The referendum proposes eliminating Article 41.2.1º and replacing with a new text, Article 42B, which reads:

“The State recognizes that the provision of care, by members of a family to one another by reason of the bonds that exist among them, gives to Society a support without which the common good cannot be achieved, and shall strive to support such provision.”

The accommodation to the new social reality of Ireland intended in the proposed constitutional reform also requires the construction of a new legal definition of family that is not circumscribed to that of mere marriage. To give an idea of the anachronism of the Magna Carta, it is sufficient to recall that Ireland approved same-sex marriage in 2015.

The so-called “Family Amendment” seeks to amplify this concept.

The current text reads:

Article 41.1.1°

“The State recognizes the Family as the natural primary and fundamental unit group of Society, and as a moral institution possessing inalienable and imprescriptible rights, antecedent and superior to all positive law.”

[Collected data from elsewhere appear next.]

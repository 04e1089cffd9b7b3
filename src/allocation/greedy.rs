//! Floor-first greedy allocator.
//!
//! # Algorithm
//!
//! 1. Validate the request (student count, empty registry, total capacity).
//! 2. Stable-sort rooms by floor ascending; ties keep registry order.
//! 3. Walk the sorted rooms, giving each `min(capacity, remaining)` seats.
//! 4. Stop as soon as `remaining` reaches zero. Unvisited rooms are not in
//!    the plan.
//!
//! Every room in the plan except possibly the last is filled to capacity.
//!
//! # Complexity
//! O(n log n) in the number of rooms, dominated by the sort.

use tracing::{debug, warn};

use crate::error::{AllocationError, CapacityError, ValidationError};
use crate::models::{AllocatedRoom, AllocationPlan, Classroom};
use crate::validation;

/// Rooms ordered by ascending floor, keeping input order among equal floors.
pub fn floor_order(rooms: &[Classroom]) -> Vec<&Classroom> {
    let mut sorted: Vec<&Classroom> = rooms.iter().collect();
    sorted.sort_by_key(|c| c.floor_no());
    sorted
}

/// Sum of capacities across `rooms`.
pub fn total_capacity(rooms: &[Classroom]) -> u64 {
    rooms.iter().map(|c| u64::from(c.capacity())).sum()
}

/// Assigns `students_count` students to `rooms`, lowest floors first.
///
/// Fails with a validation error if the count is not positive or `rooms` is
/// empty, and with a capacity error if the rooms cannot seat everyone.
///
/// # Example
/// ```
/// use exam_seating::allocation::allocate;
/// use exam_seating::models::Classroom;
///
/// let rooms = vec![
///     Classroom::new("R1", 30, 1).unwrap(),
///     Classroom::new("R2", 20, 0).unwrap(),
/// ];
/// let plan = allocate(&rooms, 35).unwrap();
/// let seats: Vec<(&str, u32)> = plan
///     .iter()
///     .map(|r| (r.room_id(), r.allocated_seats))
///     .collect();
/// assert_eq!(seats, vec![("R2", 20), ("R1", 15)]);
/// ```
pub fn allocate(
    rooms: &[Classroom],
    students_count: i64,
) -> Result<AllocationPlan, AllocationError> {
    let required = validation::validate_student_count(students_count)?;
    allocate_checked(rooms, required)
}

/// Like [`allocate`], with the student count given as integer-like text.
pub fn allocate_text(
    rooms: &[Classroom],
    students: &str,
) -> Result<AllocationPlan, AllocationError> {
    let required = validation::parse_student_count(students)?;
    allocate_checked(rooms, required)
}

fn allocate_checked(
    rooms: &[Classroom],
    required: u64,
) -> Result<AllocationPlan, AllocationError> {
    if rooms.is_empty() {
        return Err(ValidationError::NoClassrooms.into());
    }

    let total = total_capacity(rooms);
    if total < required {
        warn!(total, required, "insufficient capacity");
        return Err(CapacityError { total, required }.into());
    }

    let mut allocated = Vec::new();
    let mut remaining = required;

    for room in floor_order(rooms) {
        if remaining == 0 {
            break;
        }
        let seats = room
            .capacity()
            .min(u32::try_from(remaining).unwrap_or(u32::MAX));
        remaining -= u64::from(seats);
        allocated.push(AllocatedRoom::new(room.clone(), seats));
    }

    let plan = AllocationPlan::new(required, allocated);
    debug!(
        total_students = plan.total_students,
        rooms_used = plan.rooms_used,
        "allocation computed"
    );
    Ok(plan)
}

#[cfg(test)]
mod tests {
    use super::*;
    use rand::rngs::StdRng;
    use rand::{Rng, SeedableRng};

    fn room(id: &str, capacity: i64, floor_no: i64) -> Classroom {
        Classroom::new(id, capacity, floor_no).unwrap()
    }

    fn seats(plan: &AllocationPlan) -> Vec<(&str, u32)> {
        plan.iter().map(|r| (r.room_id(), r.allocated_seats)).collect()
    }

    #[test]
    fn test_lower_floor_first() {
        let rooms = vec![room("R1", 30, 1), room("R2", 20, 0)];
        let plan = allocate(&rooms, 35).unwrap();
        assert_eq!(seats(&plan), vec![("R2", 20), ("R1", 15)]);
        assert_eq!(plan.rooms_used, 2);
        assert_eq!(plan.total_students, 35);
    }

    #[test]
    fn test_exact_single_room() {
        let rooms = vec![room("R1", 30, 0)];
        let plan = allocate(&rooms, 30).unwrap();
        assert_eq!(seats(&plan), vec![("R1", 30)]);
        assert_eq!(plan.rooms_used, 1);
    }

    #[test]
    fn test_insufficient_capacity() {
        let rooms = vec![room("R1", 10, 0)];
        let err = allocate(&rooms, 11).unwrap_err();
        assert_eq!(
            err,
            AllocationError::Capacity(CapacityError {
                total: 10,
                required: 11
            })
        );
        assert_eq!(
            err.to_string(),
            "Insufficient capacity! Total available seats: 10, Required: 11"
        );
    }

    #[test]
    fn test_invalid_student_count() {
        let rooms = vec![room("R1", 10, 0)];
        for count in [0, -1, i64::MIN] {
            assert_eq!(
                allocate(&rooms, count),
                Err(AllocationError::Validation(
                    ValidationError::InvalidStudentCount
                ))
            );
        }
    }

    #[test]
    fn test_student_count_checked_before_rooms() {
        assert_eq!(
            allocate(&[], 0),
            Err(AllocationError::Validation(
                ValidationError::InvalidStudentCount
            ))
        );
        assert_eq!(
            allocate(&[], 5),
            Err(AllocationError::Validation(ValidationError::NoClassrooms))
        );
    }

    #[test]
    fn test_demand_equals_total_capacity() {
        let rooms = vec![room("A", 10, 2), room("B", 15, 0), room("C", 5, 1)];
        let plan = allocate(&rooms, 30).unwrap();
        assert_eq!(seats(&plan), vec![("B", 15), ("C", 5), ("A", 10)]);
        assert!(plan.iter().all(|r| r.is_full()));
    }

    #[test]
    fn test_room_matching_remaining_ends_plan() {
        let rooms = vec![room("A", 10, 0), room("B", 5, 0), room("C", 50, 1)];
        let plan = allocate(&rooms, 15).unwrap();
        // B exactly covers what A leaves; C is never visited.
        assert_eq!(seats(&plan), vec![("A", 10), ("B", 5)]);
        assert!(plan.room("C").is_none());
    }

    #[test]
    fn test_floor_ties_keep_registry_order() {
        let rooms = vec![
            room("X", 10, 1),
            room("Y", 10, 0),
            room("Z", 10, 1),
            room("W", 10, 0),
        ];
        let plan = allocate(&rooms, 35).unwrap();
        assert_eq!(seats(&plan), vec![("Y", 10), ("W", 10), ("X", 10), ("Z", 5)]);
    }

    #[test]
    fn test_near_washroom_does_not_affect_order() {
        let rooms = vec![
            room("A", 10, 0),
            room("B", 10, 0).with_near_washroom(true),
        ];
        let plan = allocate(&rooms, 5).unwrap();
        assert_eq!(seats(&plan), vec![("A", 5)]);
    }

    #[test]
    fn test_input_not_reordered() {
        let rooms = vec![room("R1", 30, 1), room("R2", 20, 0)];
        let _ = allocate(&rooms, 35).unwrap();
        assert_eq!(rooms[0].room_id(), "R1");
    }

    #[test]
    fn test_allocate_text() {
        let rooms = vec![room("R1", 30, 1), room("R2", 20, 0)];
        let plan = allocate_text(&rooms, " 35 ").unwrap();
        assert_eq!(plan.rooms_used, 2);
        for bad in ["", "abc", "3.5", "-2", "0"] {
            assert_eq!(
                allocate_text(&rooms, bad),
                Err(AllocationError::Validation(
                    ValidationError::InvalidStudentCount
                )),
                "input {bad:?}"
            );
        }
    }

    #[test]
    fn test_floor_order_and_total() {
        let rooms = vec![room("A", 3, 4), room("B", 4, 1), room("C", 5, 1)];
        let ids: Vec<&str> = floor_order(&rooms).iter().map(|c| c.room_id()).collect();
        assert_eq!(ids, vec!["B", "C", "A"]);
        assert_eq!(total_capacity(&rooms), 12);
        assert_eq!(total_capacity(&[]), 0);
    }

    fn random_rooms(rng: &mut StdRng) -> Vec<Classroom> {
        let count = rng.random_range(1..=12);
        (0..count)
            .map(|i| {
                room(
                    &format!("R{i}"),
                    rng.random_range(1..=60),
                    rng.random_range(0..=4),
                )
                .with_near_washroom(rng.random_bool(0.3))
            })
            .collect()
    }

    #[test]
    fn test_random_plans_hold_invariants() {
        let mut rng = StdRng::seed_from_u64(7);

        for _ in 0..500 {
            let rooms = random_rooms(&mut rng);
            let total = total_capacity(&rooms);
            let students = rng.random_range(1..=(total as i64 + 20));

            let plan = match allocate(&rooms, students) {
                Ok(plan) => plan,
                Err(AllocationError::Capacity(err)) => {
                    assert!(students as u64 > total);
                    assert_eq!(err.total, total);
                    assert_eq!(err.required, students as u64);
                    continue;
                }
                Err(other) => panic!("unexpected error: {other}"),
            };

            // Seat sum equals demand.
            assert_eq!(plan.seats_allocated(), students as u64);
            assert_eq!(plan.rooms_used, plan.allocated_rooms.len());

            // All but the last room are full, and every room gets a seat.
            let (last, rest) = plan.allocated_rooms.split_last().unwrap();
            assert!(rest.iter().all(|r| r.is_full()));
            assert!(last.allocated_seats >= 1 && last.allocated_seats <= last.capacity());

            // Ascending floor, ties in input order.
            let position = |id: &str| rooms.iter().position(|c| c.room_id() == id).unwrap();
            for pair in plan.allocated_rooms.windows(2) {
                let (a, b) = (&pair[0], &pair[1]);
                assert!(a.floor_no() <= b.floor_no());
                if a.floor_no() == b.floor_no() {
                    assert!(position(a.room_id()) < position(b.room_id()));
                }
            }

            // The plan is a prefix of the floor order.
            let expected: Vec<&str> = floor_order(&rooms)
                .iter()
                .take(plan.rooms_used)
                .map(|c| c.room_id())
                .collect();
            let actual: Vec<&str> = plan.iter().map(|r| r.room_id()).collect();
            assert_eq!(actual, expected);
        }
    }
}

The referendum proposes modifying that text slightly, and in doing so notably alters the spirit of the article:

Article 41.1.1°

“The State recognizes the Family, whether founded on marriage or on other durable relationships, as the natural primary and fundamental unit group of Society, and as a moral institution possessing inalienable and imprescriptible rights, antecedent and superior to all positive law.”

The long arm of the Vatican

The current constitutional text was supervised, and practically written, in 1937 by Éamon de Valera, the most relevant nationalist politician in the history of the Republic of Ireland. It replaced the previous text of 1922, that of the Constitution of the Irish Free State, to remove any recognition of the Anglo-Irish treaty that granted independence to part of Ireland — and allowed Northern Ireland to exercise its right not to form part of it — and to include the aspiration for a single and united Ireland.

John Charles McQuaid, who became the Archbishop of Dublin three years later, played an important role in the drafting of the text. De Valera allowed constant interference by the Catholic Church in state affairs and social life, and the constitutional draft was twice sent to the Vatican for suggestions or corrections.

An overwhelming majority of the Irish parliament backed the reform proposal to be voted on this Friday, and it is to be assumed that a vast majority of society embraces some of the advances that have already been incorporated into the mentality and customs of the country over the course of a decade. But there are always extremist minorities and even left-wing factions or those who supposedly defend the rights of women have issued confusing messages, such as the fact the new text will erase the sacrifices made for many years by women who, they claim, wanted to be housewives. Or the idea of granting family status to temporary relationships of little stability.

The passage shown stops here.